Solution 2: Handle Compatibility via an API Proxy Service

If you prefer to keep using OpenAI compatibility mode in OpenClaw to call multiple models (including Gemini), you can resolve these format compatibility issues by using an API proxy service.

How the API Proxy Service Works

OpenClaw (OpenAI format request)
    ↓
API Proxy Service (e.g., APIYI)
    ↓ Automatically cleans up incompatible JSON Schema fields
    ↓ Automatically converts request format
Gemini API (Native format)
    ↓
✅ Returns image recognition results successfully

Configuration Example

# Call Gemini image recognition via the APIYI proxy service
import openai
import base64

client = openai.OpenAI(
    api_key="YOUR_API_KEY",
    base_url="https://api.apiyi.com/v1"  # APIYI unified interface
)

# Read and encode the image
with open("test.jpg", "rb") as f:
    image_data = base64.b64encode(f.read()).decode("utf-8")

response = client.chat.completions.create(
    model="gemini-2.5-flash",
    messages=[
        {
            "role": "user",
            "content": [
                {"type": "text", "text": "Describe the content of this image"},
                {
                    "type": "image_url",
                    "image_url": {
                        "url": f"data:image/jpeg;base64,{image_data}"
                    }
                }
            ]
        }
    ]
)
print(response.choices[0].message.content)

Proxy Service vs.

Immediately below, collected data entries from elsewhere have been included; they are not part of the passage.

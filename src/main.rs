use clap::Parser;
use shader_prep::error::PrepError;
use shader_prep::models::config::PrepConfig;
use shader_prep::preprocessor::Preprocessor;
use shader_prep::shader::{
    assemble, compile_path, move_output, patch_header, ShaderType,
};
use std::io::Write;
use std::path::{Path, PathBuf};
use std::process::ExitCode;

#[derive(Debug, Parser)]
#[command(
    about = "Expand #define/#include macros in a vertex or pixel shader and assemble it",
    long_about = None
)]
struct Cli {
    /// Shader source to process
    input: PathBuf,

    /// Where the assembled shader is moved to
    output: Option<PathBuf>,

    /// Assemble to a C header instead of a binary object
    #[arg(short = 'H', long)]
    header: bool,

    /// Only expand macros, writing the result to OUTPUT or stdout
    #[arg(short = 'E', long)]
    preprocess_only: bool,

    /// Path to a JSON file with preprocessor limits
    #[arg(short, long)]
    config: Option<PathBuf>,
}

fn main() -> ExitCode {
    env_logger::Builder::from_env(env_logger::Env::default().default_filter_or("info")).init();

    let cli = Cli::parse();
    match run(&cli) {
        Ok(()) => ExitCode::SUCCESS,
        Err(e) => {
            log::error!("{}", e);
            ExitCode::FAILURE
        }
    }
}

fn run(cli: &Cli) -> Result<(), PrepError> {
    if !cli.input.exists() {
        return Err(PrepError::error(&format!(
            "Input file at \"{}\" does not exist!",
            cli.input.display()
        )));
    }
    let config = PrepConfig::load_or_default(cli.config.as_deref())?;
    let mut preprocessor = Preprocessor::with_config(config);

    if cli.preprocess_only {
        return match &cli.output {
            Some(output) => Ok(preprocessor.expand_to_path(&cli.input, output)?),
            None => {
                let stdout = std::io::stdout();
                let mut lock = stdout.lock();
                preprocessor.expand(&cli.input, &mut lock)?;
                lock.flush()?;
                Ok(())
            }
        };
    }

    if let Some(output) = &cli.output {
        remove_stale_output(output);
    }

    let shader_type = ShaderType::detect(&cli.input)?
        .ok_or_else(|| PrepError::error("Invalid shader format specified."))?;
    let compiled = compile_path(&cli.input, shader_type, cli.header)?;

    preprocessor.expand_to_path(&cli.input, &compiled)?;
    assemble(&compiled, shader_type, cli.header)?;

    let output = match &cli.output {
        Some(output) => move_output(&compiled, output),
        None => compiled,
    };
    if cli.header {
        patch_header(&cli.input, &output, shader_type)?;
    }

    log::info!("Shader compiled and updated successfully!");
    Ok(())
}

/// Drop the previous build of this shader. Returns whether a file was removed.
fn remove_stale_output(output: &Path) -> bool {
    match std::fs::remove_file(output) {
        Ok(()) => true,
        Err(e) if e.kind() == std::io::ErrorKind::NotFound => false,
        Err(e) => {
            log::warn!("Could not remove \"{}\": {}", output.display(), e);
            false
        }
    }
}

Direct Connection

Comparison	Direct Gemini API	Via APIYI Proxy
JSON Schema Compatibility	❌ Manual handling required	✅ Automatically cleaned
OpenAI SDK Compatibility	⚠️ Partially compatible	✅ Fully compatible
Multi-model switching	Requires config changes	Just change the model parameter
Image Format	base64 inline	base64 inline
Tool Calling	Limited Schema	Automatically converted
Extra Cost	None	Platform fees

Configure APIYI proxy in OpenClaw:

{
  "provider": "apiyi",
  "model": "gemini-2.5-flash",
  "baseUrl": "https://api.apiyi.com/v1",
  "api": "openai-completions",
  "apiKey": "YOUR_APIYI_KEY"
}

💡 Recommendation: If you're using multiple models in OpenClaw (GPT-5.4, Claude, Gemini, etc.), managing your model invocations through APIYI (apiyi.com) is a much more efficient choice, as it saves you from having to configure different API formats for every single model.

Solution 3: Manually Cleaning Incompatible JSON Schema Fields

If you need to resolve compatibility issues at the code level, you can manually clean up JSON Schema fields that Gemini doesn't support before sending your request.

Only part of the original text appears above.